Benefits of Asynchronous Execution
The impact of asynchronous execution translates into several key benefits:
-
Larger Block Sizes and Expanded Gas Limits
- In traditional blockchains, the execution and consensus phases share the same block time [00:02:08]. The time budget for execution is often much smaller than that for consensus, as network messages for consensus consume the majority of the time [00:02:40].
- With asynchronous execution, which relies on parallelism using multiple threads [00:03:06], [00:03:32], the consensus for a block (e.g., Block Zero) can be completed on one thread, while its execution is handled on a separate thread in the subsequent block time [00:03:40], [00:04:50].

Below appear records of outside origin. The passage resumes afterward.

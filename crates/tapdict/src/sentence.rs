//! Sentence context around a tapped character.

/// Characters which end a sentence.
pub const SENTENCE_ENDERS: &[char] = &['。', '！', '？', '!', '?'];

fn is_ender(c: char) -> bool {
    SENTENCE_ENDERS.contains(&c)
}

/// Sentence of `text` containing character `offset`, trimmed, or [`None`]
/// if `offset` is past the end of `text`.
///
/// The sentence runs from just after the previous ender up to and including
/// the next ender at or after `offset`. Text without enders is one sentence.
///
/// ```
/// # use tapdict::sentence::sentence_at;
/// let text = "今日は晴れです。明日は雨でしょう。";
/// assert_eq!(Some("今日は晴れです。"), sentence_at(text, 0));
/// assert_eq!(Some("明日は雨でしょう。"), sentence_at(text, 8));
/// assert_eq!(None, sentence_at(text, 100));
/// ```
#[must_use]
pub fn sentence_at(text: &str, offset: usize) -> Option<&str> {
    let chars = text.char_indices().collect::<Vec<_>>();
    if offset >= chars.len() {
        return None;
    }

    let start = chars[..offset]
        .iter()
        .rposition(|&(_, c)| is_ender(c))
        .map_or(0, |ender| chars[ender + 1].0);
    let end = chars[offset..]
        .iter()
        .find(|&&(_, c)| is_ender(c))
        .map_or(text.len(), |&(i, c)| i + c.len_utf8());
    Some(text[start..end].trim())
}

/// Like [`sentence_at`], but falls back to `selected` (usually the text the
/// user tapped) when `offset` is out of bounds.
#[must_use]
pub fn extract_sentence<'a>(text: &'a str, offset: usize, selected: &'a str) -> &'a str {
    sentence_at(text, offset).unwrap_or(selected)
}

#[cfg(test)]
mod tests {
    use super::*;

    const TEXT: &str = "今日は晴れです。明日は雨でしょう。";

    #[test]
    fn first_sentence() {
        assert_eq!("今日は晴れです。", extract_sentence(TEXT, 0, "今日"));
        // the ender belongs to the sentence it ends
        assert_eq!("今日は晴れです。", extract_sentence(TEXT, 7, "。"));
    }

    #[test]
    fn last_sentence_without_ender() {
        let text = "本当？ うん、そうだよ";
        assert_eq!("うん、そうだよ", extract_sentence(text, 5, "ん"));
        assert_eq!("本当？", extract_sentence(text, 1, "当"));
    }

    #[test]
    fn no_enders() {
        assert_eq!("ただの文章", extract_sentence("  ただの文章 ", 3, "の"));
    }

    #[test]
    fn out_of_bounds_uses_selection() {
        assert_eq!("晴れ", extract_sentence(TEXT, 17, "晴れ"));
        assert_eq!("x", extract_sentence("", 0, "x"));
    }

    #[test]
    fn sentence_contains_offset() {
        let text = "Is it? Yes! 本当に。はい";
        for (offset, c) in text.chars().enumerate() {
            let sentence = extract_sentence(text, offset, "");
            if !c.is_whitespace() {
                assert!(sentence.contains(c), "{sentence:?} should contain {c:?}");
            }
            assert!(
                SENTENCE_ENDERS
                    .iter()
                    .all(|&ender| !sentence.trim_end_matches(ender).contains(ender)),
                "{sentence:?} spans more than one sentence"
            );
        }
    }
}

- This separation of execution and consensus on multiple threads means that the entire block time can be dedicated to execution [00:03:48], [00:04:17]. This massively expands the gas budget available for transactions [00:04:19].
-
Enhanced Security and Developer Capabilities
- Larger block sizes enable app developers to write more secure code without concerns about increasing gas costs for end users [00:00:38].
- This expansion of gas limits opens up new design spaces for developers, allowing them to leverage cutting-edge primitives like proof verification and signature aggregation [00:00:52].

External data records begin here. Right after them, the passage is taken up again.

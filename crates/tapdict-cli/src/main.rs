#![doc = include_str!("../README.md")]

use {
    anyhow::{Context as _, Result, bail},
    ascii_table::AsciiTable,
    bytes::Bytes,
    directories::ProjectDirs,
    std::{path::PathBuf, time::Instant},
    tapdict::{
        DictionaryId, Engine,
        config::Config,
        deinflect::Identity,
        markup::Document,
        rank::{DictionaryEntry, EntrySource},
        resolve::{NoLayout, Tap},
        tap::LookupOutput,
    },
    tokio::fs,
    tracing::{info, level_filters::LevelFilter},
    tracing_subscriber::EnvFilter,
};

#[derive(Debug, clap::Parser)]
struct Args {
    /// Path to the dictionary database
    #[arg(long)]
    db_path: Option<PathBuf>,
    /// Path to a JSON configuration file
    #[arg(long)]
    config: Option<PathBuf>,
    #[command(subcommand)]
    command: Command,
}

#[derive(Debug, clap::Parser)]
enum Command {
    /// View and manage dictionaries
    #[command(alias = "dict")]
    Dictionary {
        #[command(subcommand)]
        command: DictionaryCommand,
    },
    /// Look up the text starting at some character offset
    Lookup {
        /// Text to look up in
        text: String,
        /// Character offset to start the lookup at
        #[arg(long, default_value_t = 0)]
        offset: usize,
        /// Print the full output as JSON
        #[arg(long)]
        json: bool,
    },
    /// Tap on a text run of some markup and look up what was tapped
    Tap {
        /// Markup fragment, e.g. `<ruby>漢字<rt>かんじ</rt></ruby>です`
        markup: String,
        /// Text of the run to tap on; defaults to the first run
        #[arg(long)]
        run: Option<String>,
        /// Character offset within the run
        #[arg(long, default_value_t = 0)]
        offset: usize,
        /// Print the full output as JSON
        #[arg(long)]
        json: bool,
    },
}

#[derive(Debug, clap::Parser)]
enum DictionaryCommand {
    /// List all dictionaries
    Ls,
    /// Get info on a specific dictionary
    Info {
        /// Dictionary ID
        id: String,
    },
    /// Import a Yomitan dictionary archive from the filesystem
    Import {
        /// Path to the dictionary archive
        path: PathBuf,
    },
    /// Delete a dictionary with the given ID
    Rm {
        /// Dictionary ID
        id: String,
    },
}

#[tokio::main(flavor = "multi_thread")]
async fn main() -> Result<()> {
    tracing_subscriber::fmt()
        .with_env_filter(
            EnvFilter::builder()
                .with_default_directive(LevelFilter::INFO.into())
                .from_env_lossy(),
        )
        .without_time()
        .init();
    let args = <Args as clap::Parser>::parse();

    let config = if let Some(path) = &args.config {
        let config = fs::read_to_string(path)
            .await
            .with_context(|| format!("failed to read config at {path:?}"))?;
        serde_json::from_str::<Config>(&config)
            .with_context(|| format!("failed to parse config at {path:?}"))?
    } else {
        Config::default()
    };

    let db_path = if let Some(db_path) = args.db_path {
        db_path
    } else {
        let dirs = ProjectDirs::from("io.github", "tapdict", "tapdict")
            .context("failed to get default app directories")?;
        fs::create_dir_all(dirs.data_dir())
            .await
            .context("failed to create data directory")?;
        dirs.data_dir().join("tapdict.db")
    };
    info!("Using {db_path:?} as database path");

    let engine = Engine::new(db_path, config, Identity)
        .await
        .context("failed to create engine")?;

    match args.command {
        Command::Dictionary {
            command: DictionaryCommand::Ls,
        } => dictionary_ls(&engine),
        Command::Dictionary {
            command: DictionaryCommand::Info { id },
        } => dictionary_info(&engine, id)?,
        Command::Dictionary {
            command: DictionaryCommand::Import { path },
        } => dictionary_import(&engine, path).await?,
        Command::Dictionary {
            command: DictionaryCommand::Rm { id },
        } => dictionary_rm(&engine, id).await?,
        Command::Lookup { text, offset, json } => lookup(&engine, &text, offset, json).await?,
        Command::Tap {
            markup,
            run,
            offset,
            json,
        } => tap(&engine, &markup, run.as_deref(), offset, json).await?,
    }

    Ok(())
}

fn all_sources(engine: &Engine) -> Vec<DictionaryId> {
    engine.dictionaries().keys().cloned().collect()
}

fn dictionary_ls(engine: &Engine) {
    let mut table = AsciiTable::default();
    table.column(0).set_header("ID");
    table.column(1).set_header("Title");
    table.column(2).set_header("Revision");
    table.column(3).set_header("Names");

    let dictionaries = engine.dictionaries();
    let data = dictionaries
        .values()
        .map(|dictionary| {
            let names = dictionaries.is_proper_name(&dictionary.id, engine.config());
            vec![
                dictionary.id.to_string(),
                dictionary.title.clone(),
                dictionary.revision.clone(),
                (if names { "✔" } else { "" }).to_owned(),
            ]
        })
        .collect::<Vec<_>>();
    table.print(&data);
}

fn dictionary_info(engine: &Engine, id: String) -> Result<()> {
    let id = DictionaryId(id);
    let dictionaries = engine.dictionaries();
    let Some(dictionary) = dictionaries.get(&id) else {
        bail!("no dictionary with ID {id:?}");
    };
    println!("{:?} revision {:?}", dictionary.title, dictionary.revision);
    println!(
        "  ID {} | Imported {}",
        dictionary.id,
        dictionary.created_at.as_deref().unwrap_or("?")
    );

    for (label, value) in [
        ("Author", &dictionary.author),
        ("URL", &dictionary.url),
        ("Attribution", &dictionary.attribution),
    ] {
        if let Some(value) = value {
            println!("  {label}: {value}");
        }
    }

    if let Some(description) = &dictionary.description {
        if !description.trim().is_empty() {
            println!();
            println!("--- Description ---");
            println!();
            println!("{description}");
        }
    }
    Ok(())
}

async fn dictionary_import(engine: &Engine, path: PathBuf) -> Result<()> {
    let start = Instant::now();

    let data = fs::read(&path)
        .await
        .map(Bytes::from)
        .context("failed to read dictionary file into memory")?;
    info!("Importing {path:?}");

    let report = engine
        .import_yomitan(data)
        .await
        .context("failed to import dictionary")?;

    let elapsed = Instant::now().duration_since(start);
    info!(
        "Import complete in {elapsed:?}: {} terms ({} skipped), {} tags, {} meta",
        report.terms_inserted, report.terms_skipped, report.tags_inserted, report.meta_inserted
    );
    Ok(())
}

async fn dictionary_rm(engine: &Engine, id: String) -> Result<()> {
    let id = DictionaryId(id);
    engine
        .remove_dictionary(&id)
        .await
        .with_context(|| format!("failed to remove {id:?}"))?;
    Ok(())
}

async fn lookup(engine: &Engine, text: &str, offset: usize, json: bool) -> Result<()> {
    let entries = engine.lookup(text, offset, &all_sources(engine)).await?;
    if json {
        println!("{}", serde_json::to_string_pretty(&entries)?);
    } else {
        print_entries(&entries);
    }
    Ok(())
}

async fn tap(
    engine: &Engine,
    markup: &str,
    run: Option<&str>,
    offset: usize,
    json: bool,
) -> Result<()> {
    let doc = Document::parse(markup).context("failed to parse markup")?;
    let node = doc
        .descendants(doc.root())
        .find(|&id| {
            doc.text(id)
                .is_some_and(|text| run.is_none_or(|run| text == run))
        })
        .with_context(|| format!("no text run matching {run:?}"))?;

    let event = engine.tap_event(&doc, Tap::Position { node, offset }, &NoLayout);
    let output = engine.lookup_tap(&event, &all_sources(engine)).await;
    if json {
        println!(
            "{}",
            serde_json::to_string_pretty(&serde_json::json!({
                "event": event,
                "output": output,
            }))?
        );
    } else {
        print_tap(&event.full_text, event.absolute_offset, event.reading.as_deref(), &output);
    }
    Ok(())
}

fn print_tap(full_text: &str, offset: usize, reading: Option<&str>, output: &LookupOutput) {
    let tapped = full_text.chars().nth(offset).unwrap_or(' ');
    println!("Tapped {tapped:?} at offset {offset} of {full_text:?}");
    if let Some(reading) = reading {
        println!("  Reading: {reading}");
    }
    println!("  Sentence: {}", output.sentence);
    let characters = output
        .characters
        .iter()
        .map(|picked| {
            if picked.offset == offset {
                format!("[{}]", picked.character)
            } else {
                picked.character.to_string()
            }
        })
        .collect::<String>();
    println!("  Around: {characters}");
    println!();
    print_entries(&output.entries);
}

fn print_entries(entries: &[DictionaryEntry]) {
    if entries.is_empty() {
        println!("No entries found");
        return;
    }
    for entry in entries {
        let source = match &entry.source {
            EntrySource::Dictionary(id) => id.to_string(),
            EntrySource::Merged => "merged".to_owned(),
        };
        println!("{} [{}] ({source})", entry.term, entry.reading);
        if let Some(frequency) = &entry.frequency {
            println!("  frequency: {frequency}");
        }
        for group in &entry.groups {
            println!("  {}:", group.source);
            for meaning in &group.meanings {
                println!("    - {meaning}");
            }
        }
    }
}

- The outcome for end users is significantly cheaper and faster transactions [00:00:46].
How it Works
The concept of asynchronous execution is intertwined with parallelism and pipelining within the blockchain architecture [00:04:32].
In a typical blockchain interaction, a transaction is sent from a wallet via an RPC server to a set of validators that maintain a mempool [00:01:15]. A leader validator selects transactions from the mempool and builds a block, ordering them [00:01:30].
In a traditional setup, execution (processing transactions) and consensus (agreeing on the block order and state) occur sequentially within the same block time [00:02:02]. This means the time available for execution is constrained by the overall block time, and often, consensus takes up the majority of this time [00:02:40].
Asynchronous execution utilizes multiple threads for these processes [00:03:10]. This allows for:
- Parallelism: Different blocks can be processed concurrently on separate threads [00:04:37].
- Pipelining: The consensus for one block (e.g., Block Zero) can be finalized, while the execution for that same block occurs in the next block time on a separate thread [00:04:44]. This separation of consensus on one thread and execution on another is the core of asynchronous execution [00:05:21].
This combination of parallelism, pipelining, and asynchronous execution contributes to Monad’s high performance [00:05:29].